Task description –
Would you copy out each line of the records below that includes the word "last"?

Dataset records
BEGIN

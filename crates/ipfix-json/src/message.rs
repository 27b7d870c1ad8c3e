//! Decoded IPFIX message model.
//!
//! Messages are built by the wire decoder and handed to the encoder as
//! read-only input.

use std::net::{IpAddr, Ipv4Addr, Ipv6Addr};

use crate::{EncodeError, JsonEncoder, MacAddr};

/// IPFIX message header (RFC 7011 §3.1).
#[derive(Debug, Clone, Copy, PartialEq, Eq, Default)]
pub struct MessageHeader {
    pub version: u16,
    pub length: u16,
    /// Seconds since the UNIX epoch.
    pub export_time: u32,
    pub sequence_no: u32,
    pub domain_id: u32,
}

/// A single decoded information element.
#[derive(Debug, Clone, PartialEq)]
pub struct DecodedField {
    /// Information element identifier. Not unique across data sets.
    pub id: u16,
    pub value: FieldValue,
}

impl DecodedField {
    pub fn new(id: u16, value: impl Into<FieldValue>) -> Self {
        Self {
            id,
            value: value.into(),
        }
    }
}

/// Fields of one data record, in wire order.
pub type DataSet = Vec<DecodedField>;

/// A decoded export message together with the exporter that sent it.
#[derive(Debug, Clone, PartialEq, Default)]
pub struct Message {
    pub agent_id: String,
    pub header: MessageHeader,
    pub data_sets: Vec<DataSet>,
}

impl Message {
    /// Encodes the message with default [`crate::EncoderOptions`].
    pub fn to_json(&self) -> Result<Vec<u8>, EncodeError> {
        JsonEncoder::new().encode(self)
    }
}

/// Value of a decoded field.
#[derive(Debug, Clone, PartialEq)]
pub enum FieldValue {
    U8(u8),
    U16(u16),
    U32(u32),
    U64(u64),
    I8(i8),
    I16(i16),
    I32(i32),
    I64(i64),
    F32(f32),
    F64(f64),
    Str(String),
    Ip(IpAddr),
    Mac(MacAddr),
    Bytes(Vec<u8>),
    /// A value whose type the encoder cannot represent, tagged with the
    /// decoder's name for it. Encoding it fails.
    Unsupported(String),
}

macro_rules! impl_from {
    ($($ty:ty => $variant:ident),* $(,)?) => {
        $(
            impl From<$ty> for FieldValue {
                fn from(v: $ty) -> Self {
                    FieldValue::$variant(v.into())
                }
            }
        )*
    };
}

impl_from! {
    u8 => U8,
    u16 => U16,
    u32 => U32,
    u64 => U64,
    i8 => I8,
    i16 => I16,
    i32 => I32,
    i64 => I64,
    f32 => F32,
    f64 => F64,
    String => Str,
    &str => Str,
    IpAddr => Ip,
    Ipv4Addr => Ip,
    Ipv6Addr => Ip,
    MacAddr => Mac,
    Vec<u8> => Bytes,
    &[u8] => Bytes,
}
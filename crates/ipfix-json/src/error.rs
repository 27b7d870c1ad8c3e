use thiserror::Error;

/// Failure while encoding a message to JSON.
///
/// Bytes written before the failing field are left in the writer.
#[derive(Error, Debug, Clone, PartialEq, Eq)]
pub enum EncodeError {
    #[error("unsupported value type {kind} for element {id}")]
    UnsupportedValueType { id: u16, kind: String },
}

/// Failure while parsing a MAC address from text.
#[derive(Error, Debug, Clone, PartialEq, Eq)]
pub enum MacParseError {
    #[error("expected 6 octets, found {0}")]
    OctetCount(usize),

    #[error("invalid octet: {0:?}")]
    InvalidOctet(String),

    #[error("expected 6 bytes, found {0}")]
    ByteLength(usize),
}
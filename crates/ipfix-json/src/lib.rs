//! Canonical JSON encoding of decoded IPFIX export messages.
//!
//! A [`Message`] produced by an upstream wire decoder is written as
//!
//! ```text
//! {"AgentID":"..","Header":{..},"DataSets":[[{"ID":..,"Value":..}]]}
//! ```
//!
//! by [`JsonEncoder`], directly into an [`ipfix_buffers::Writer`].
//!
//! ```
//! use std::net::Ipv4Addr;
//! use ipfix_json::{DecodedField, Message, MessageHeader};
//!
//! let msg = Message {
//!     agent_id: "agent-1".into(),
//!     header: MessageHeader {
//!         version: 10,
//!         length: 48,
//!         export_time: 1_600_000_000,
//!         sequence_no: 1,
//!         domain_id: 256,
//!     },
//!     data_sets: vec![vec![DecodedField::new(8, Ipv4Addr::new(10, 0, 0, 1))]],
//! };
//! let json = msg.to_json().unwrap();
//! assert_eq!(
//!     std::str::from_utf8(&json).unwrap(),
//!     r#"{"AgentID":"agent-1","Header":{"Version":10,"Length":48,"ExportTime":1600000000,"SequenceNo":1,"DomainID":256},"DataSets":[[{"ID":8,"Value":"10.0.0.1"}]]}"#
//! );
//! ```

mod encoder;
mod error;
mod mac;
mod message;
mod options;

pub use encoder::JsonEncoder;
pub use error::{EncodeError, MacParseError};
pub use mac::MacAddr;
pub use message::{DataSet, DecodedField, FieldValue, Message, MessageHeader};
pub use options::{EncoderOptions, StringEscaping};
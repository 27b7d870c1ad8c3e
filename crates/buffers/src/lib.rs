//! ipfix-buffers - growable output buffer for the IPFIX JSON encoder.

mod writer;

pub use writer::Writer;
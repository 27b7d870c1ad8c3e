//! Text buffer writer with auto-growing capacity.

/// A byte buffer writer that grows automatically as needed.
///
/// Bytes between the flush position `x0` and the cursor `x` form the
/// current window: [`Writer::as_slice`] views it, [`Writer::flush`] copies
/// it out and starts the next one.
///
/// # Example
///
/// ```
/// use ipfix_buffers::Writer;
///
/// let mut writer = Writer::new();
/// writer.ascii("{\"a\":");
/// writer.hex(&[0x0a, 0xff]);
/// writer.u8(b'}');
/// assert_eq!(writer.flush(), b"{\"a\":0aff}");
/// ```
pub struct Writer {
    /// The underlying byte buffer.
    pub uint8: Vec<u8>,
    /// Position where last flush happened.
    pub x0: usize,
    /// Current cursor position.
    pub x: usize,
    /// Allocation size when buffer needs to grow.
    alloc_size: usize,
}

impl Default for Writer {
    fn default() -> Self {
        Self::new()
    }
}

const HEX_DIGITS: &[u8; 16] = b"0123456789abcdef";

impl Writer {
    /// Creates a new writer with default allocation size (4KB).
    pub fn new() -> Self {
        Self::with_alloc_size(4 * 1024)
    }

    /// Creates a new writer with custom allocation size.
    pub fn with_alloc_size(alloc_size: usize) -> Self {
        let alloc_size = alloc_size.max(1);
        Self {
            uint8: vec![0u8; alloc_size],
            x0: 0,
            x: 0,
            alloc_size,
        }
    }

    /// Ensures the buffer has at least `capacity` bytes available.
    pub fn ensure_capacity(&mut self, capacity: usize) {
        let remaining = self.uint8.len() - self.x;
        if remaining < capacity {
            let total = self.uint8.len() - self.x0;
            let required = capacity - remaining;
            let total_required = total + required;
            let new_size = if total_required <= self.alloc_size {
                self.alloc_size
            } else {
                total_required * 2
            };
            self.grow(new_size);
        }
    }

    // Only the unflushed window survives a grow.
    fn grow(&mut self, new_size: usize) {
        let x0 = self.x0;
        let x = self.x;
        let mut new_buf = vec![0u8; new_size];
        new_buf[..x - x0].copy_from_slice(&self.uint8[x0..x]);
        self.uint8 = new_buf;
        self.x = x - x0;
        self.x0 = 0;
    }

    /// Resets the flush position.
    pub fn reset(&mut self) {
        self.x0 = self.x;
    }

    /// Returns the written data and advances the flush position.
    pub fn flush(&mut self) -> Vec<u8> {
        let result = self.uint8[self.x0..self.x].to_vec();
        self.x0 = self.x;
        result
    }

    /// Returns a view of the data written since the last flush.
    pub fn as_slice(&self) -> &[u8] {
        &self.uint8[self.x0..self.x]
    }

    /// Number of bytes written since the last flush.
    pub fn len(&self) -> usize {
        self.x - self.x0
    }

    pub fn is_empty(&self) -> bool {
        self.x == self.x0
    }

    /// Shortens the current window to `len` bytes. No-op if it is already
    /// shorter.
    pub fn truncate(&mut self, len: usize) {
        if len < self.len() {
            self.x = self.x0 + len;
        }
    }

    /// Removes window bytes `start..end`, shifting later bytes down.
    pub fn remove(&mut self, start: usize, end: usize) {
        let end = end.min(self.len());
        if start >= end {
            return;
        }
        self.uint8.copy_within(self.x0 + end..self.x, self.x0 + start);
        self.x -= end - start;
    }

    /// Writes a single byte.
    #[inline]
    pub fn u8(&mut self, val: u8) {
        self.ensure_capacity(1);
        self.uint8[self.x] = val;
        self.x += 1;
    }

    /// Writes a byte slice.
    pub fn buf(&mut self, buf: &[u8]) {
        let length = buf.len();
        self.ensure_capacity(length);
        self.uint8[self.x..self.x + length].copy_from_slice(buf);
        self.x += length;
    }

    /// Writes a UTF-8 string. Returns the number of bytes written.
    pub fn utf8(&mut self, s: &str) -> usize {
        let bytes = s.as_bytes();
        self.buf(bytes);
        bytes.len()
    }

    /// Writes an ASCII string.
    pub fn ascii(&mut self, s: &str) {
        self.utf8(s);
    }

    /// Writes every byte as two lowercase hex digits.
    pub fn hex(&mut self, bytes: &[u8]) {
        let length = bytes.len() * 2;
        self.ensure_capacity(length);
        let out = &mut self.uint8[self.x..self.x + length];
        for (pair, &b) in out.chunks_exact_mut(2).zip(bytes) {
            pair[0] = HEX_DIGITS[(b >> 4) as usize];
            pair[1] = HEX_DIGITS[(b & 0x0f) as usize];
        }
        self.x += length;
    }
}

END

Exercise output –
    /// Position where last flush happened.
    /// Returns a view of the data written since the last flush.
    /// Number of bytes written since the last flush.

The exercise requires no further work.